Ideas become opportunities when they are evaluated in terms of their value to the audience, alignment with the business objectives, and the ability of the organization to execute. These ideas then take the form of highly valuable and immediately executable initiatives that have been prioritized.
Agile strategy drives actionable insights and informed planning
This lean framework strategy, when executed well, should be based on three distinct but interrelated steps that provide a road map for achieving more immediate success. These are investigation, formulation, and activation.
- Investigative starts with a thorough understanding of the current market trends and the competition facing the organization. This analysis should then be compared to an audit of the brand’s existing mobile experiences. Understanding user personas, their engagement journey, and key stakeholders within the organization will help form the priority criteria for a prospective effort.

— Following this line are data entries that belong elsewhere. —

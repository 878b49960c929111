use crate::sampler::Sample;
use serde::Serialize;
use std::time::Duration;
use tracing::{debug, warn};

/// Externally visible phase of a supervised run.
///
/// A suspect streak is tracked inside `Running`; it is not a phase of its own.
#[derive(Debug, Clone, Copy, PartialEq, Eq, Serialize)]
#[serde(rename_all = "snake_case")]
pub enum Phase {
    Running,
    /// Target exited on its own (terminal).
    Completed,
    /// Enough consecutive all-blocked samples were seen (terminal).
    ConfirmedDeadlock,
    /// The global timeout elapsed before the target exited (terminal).
    TimedOut,
}

impl Phase {
    pub fn is_terminal(self) -> bool {
        self != Phase::Running
    }

    /// Terminal phases that require the supervisor to kill the process group.
    pub fn requires_termination(self) -> bool {
        matches!(self, Phase::ConfirmedDeadlock | Phase::TimedOut)
    }
}

/// Confidence-escalating deadlock classifier.
///
/// Fed one tick per check interval. A deadlock is confirmed only after
/// `threshold` consecutive deadlock-candidate samples; any non-candidate
/// sample resets the streak, inconclusive samples leave it alone. The
/// global-timeout check runs before any sample is taken.
pub struct Classifier {
    threshold: u32,
    global_timeout: Duration,
    phase: Phase,
    streak: u32,
    elapsed: Duration,
}

impl Classifier {
    pub fn new(threshold: u32, global_timeout: Duration) -> Self {
        Self {
            threshold: threshold.max(1),
            global_timeout,
            phase: Phase::Running,
            streak: 0,
            elapsed: Duration::ZERO,
        }
    }

    pub fn phase(&self) -> Phase {
        self.phase
    }

    /// Current run of consecutive candidate samples.
    pub fn streak(&self) -> u32 {
        self.streak
    }

    /// The target process exited. Ignored once a verdict has been reached.
    pub fn complete(&mut self) -> Phase {
        if self.phase == Phase::Running {
            debug!(elapsed_ms = self.elapsed.as_millis() as u64, "target exited");
            self.phase = Phase::Completed;
        }
        self.phase
    }

    /// Check the global timeout only. Used on ticks that do not sample.
    pub fn check_deadline(&mut self, elapsed: Duration) -> Phase {
        if self.phase.is_terminal() {
            return self.phase;
        }
        self.elapsed = self.elapsed.max(elapsed);
        if self.elapsed > self.global_timeout {
            warn!(
                elapsed_secs = self.elapsed.as_secs_f64(),
                timeout_secs = self.global_timeout.as_secs_f64(),
                streak = self.streak,
                "global timeout reached"
            );
            self.phase = Phase::TimedOut;
        }
        self.phase
    }

    /// One sampling tick. `take_sample` is only called if the deadline has
    /// not passed; `None` from it (process gone) is inconclusive.
    pub fn tick<F>(&mut self, elapsed: Duration, take_sample: F) -> Phase
    where
        F: FnOnce() -> Option<Sample>,
    {
        if self.check_deadline(elapsed).is_terminal() {
            return self.phase;
        }

        match take_sample() {
            Some(sample) => self.observe(&sample),
            None => {
                debug!("no sample, process not readable");
                self.phase
            }
        }
    }

    fn observe(&mut self, sample: &Sample) -> Phase {
        if sample.is_inconclusive() {
            debug!(streak = self.streak, "inconclusive sample");
            return self.phase;
        }

        if sample.is_deadlock_candidate() {
            self.streak += 1;
            debug!(
                streak = self.streak,
                threshold = self.threshold,
                threads = sample.threads.len(),
                "all threads blocked"
            );
        } else {
            if self.streak > 0 {
                debug!(streak = self.streak, "progress observed, streak reset");
            }
            self.streak = 0;
        }

        if self.streak >= self.threshold {
            warn!(
                streak = self.streak,
                elapsed_secs = self.elapsed.as_secs_f64(),
                "deadlock confirmed"
            );
            self.phase = Phase::ConfirmedDeadlock;
        }
        self.phase
    }
}

#[cfg(test)]
mod tests {
    use super::*;
    use crate::sampler::ThreadState;

    fn blocked() -> Option<Sample> {
        Some(Sample::new(
            [(1, ThreadState::Blocked), (2, ThreadState::Blocked)].into(),
        ))
    }

    fn busy() -> Option<Sample> {
        Some(Sample::new(
            [(1, ThreadState::Blocked), (2, ThreadState::Running)].into(),
        ))
    }

    fn empty() -> Option<Sample> {
        Some(Sample::new(Default::default()))
    }

    fn secs(s: f64) -> Duration {
        Duration::from_secs_f64(s)
    }

    fn classifier() -> Classifier {
        Classifier::new(3, Duration::from_secs(300))
    }

    #[test]
    fn test_initial_state() {
        let c = classifier();
        assert_eq!(c.phase(), Phase::Running);
        assert_eq!(c.streak(), 0);
    }

    #[test]
    fn test_confirms_exactly_at_threshold() {
        let mut c = classifier();
        assert_eq!(c.tick(secs(0.5), blocked), Phase::Running);
        assert_eq!(c.streak(), 1);
        assert_eq!(c.tick(secs(1.0), blocked), Phase::Running);
        assert_eq!(c.streak(), 2);
        assert_eq!(c.tick(secs(1.5), blocked), Phase::ConfirmedDeadlock);
        assert_eq!(c.streak(), 3);
    }

    #[test]
    fn test_non_candidate_resets_streak() {
        let mut c = classifier();
        c.tick(secs(0.5), blocked);
        c.tick(secs(1.0), blocked);
        assert_eq!(c.tick(secs(1.5), busy), Phase::Running);
        assert_eq!(c.streak(), 0);
        c.tick(secs(2.0), blocked);
        c.tick(secs(2.5), blocked);
        assert_eq!(c.phase(), Phase::Running);
        assert_eq!(c.tick(secs(3.0), blocked), Phase::ConfirmedDeadlock);
    }

    #[test]
    fn test_inconclusive_sample_neither_advances_nor_resets() {
        let mut c = classifier();
        c.tick(secs(0.5), blocked);
        c.tick(secs(1.0), blocked);
        assert_eq!(c.tick(secs(1.5), empty), Phase::Running);
        assert_eq!(c.streak(), 2);
        assert_eq!(c.tick(secs(2.0), || None), Phase::Running);
        assert_eq!(c.streak(), 2);
        assert_eq!(c.tick(secs(2.5), blocked), Phase::ConfirmedDeadlock);
    }

    #[test]
    fn test_timeout_has_priority_over_streak() {
        let mut c = Classifier::new(3, Duration::from_secs(1));
        c.tick(secs(0.5), blocked);
        c.tick(secs(1.0), blocked);
        let mut sampled = false;
        let phase = c.tick(secs(1.5), || {
            sampled = true;
            blocked()
        });
        assert_eq!(phase, Phase::TimedOut);
        assert!(!sampled, "sample must not be taken after the deadline");
        assert_eq!(c.phase(), Phase::TimedOut);
    }

    #[test]
    fn test_timeout_at_boundary_does_not_fire() {
        let mut c = Classifier::new(3, Duration::from_secs(1));
        assert_eq!(c.check_deadline(secs(1.0)), Phase::Running);
        assert_eq!(c.check_deadline(secs(1.01)), Phase::TimedOut);
    }

    #[test]
    fn test_complete_is_terminal() {
        let mut c = classifier();
        c.tick(secs(0.5), blocked);
        assert_eq!(c.complete(), Phase::Completed);
        assert_eq!(c.tick(secs(1.0), blocked), Phase::Completed);
        assert_eq!(c.check_deadline(secs(1000.0)), Phase::Completed);
    }

    #[test]
    fn test_verdict_survives_late_exit() {
        let mut c = Classifier::new(1, Duration::from_secs(300));
        assert_eq!(c.tick(secs(0.5), blocked), Phase::ConfirmedDeadlock);
        assert_eq!(c.complete(), Phase::ConfirmedDeadlock);
    }

    #[test]
    fn test_zero_threshold_clamped_to_one() {
        let mut c = Classifier::new(0, Duration::from_secs(300));
        assert_eq!(c.tick(secs(0.5), busy), Phase::Running);
        assert_eq!(c.tick(secs(1.0), blocked), Phase::ConfirmedDeadlock);
    }

    #[test]
    fn test_requires_termination() {
        assert!(Phase::ConfirmedDeadlock.requires_termination());
        assert!(Phase::TimedOut.requires_termination());
        assert!(!Phase::Completed.requires_termination());
        assert!(!Phase::Running.requires_termination());
    }
}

- Formulation includes exploration of current and future mobility initiatives, harnessing market trends and mobile experience audits, and competitive analysis to identify overlooked opportunities. A high-level assessment is also needed to understand the ability of an organization to execute. This includes assessing the level of mobile maturity of the company from the perspective of people, processes, and technology.
- Activation is a combination of all initiatives that pass the litmus tests for alignment with business strategies to be defined. The opportunities must be evaluated from the perspective of the value they bring to the audience, the value they provide to the business, and the ability of the organization to execute them.
Lean activation plans are based on the highest-valued opportunities, which form the basis of lean activation planning. The business case is developed for each initiative, including the cost and resource models required, the technological dependencies, the prospective ROI, and a multi-phase roadmap for continuous solution innovation.
Revised Strategic Models: A Need for Revised Models
The focus on technology can often be detrimental to the goals of an organization. Mobility is all about simplicity. The brand must understand the delicate balance of art and pragmatism.
By adopting lean principles, you can replace complexity, rigidity, and friction with speed, flexibility, and adaptability. The only way to combat the increasing market demand is through an accelerated road map developed by actionable insights and informed plans.
The challenge is to take the lead and drive innovation. Are you ready to lead?
Key Takeaways
- Iteratively identifying mobility investments and prioritizing them is the key to success. This will create alignment and encourage continuous innovation.
- Adopt a lean framework that is executed in short, iterative, prioritized, and informed cycles.
- By adopting lean principles, you can replace complexity, rigidity, and friction with speed, flexibility, and adaptability.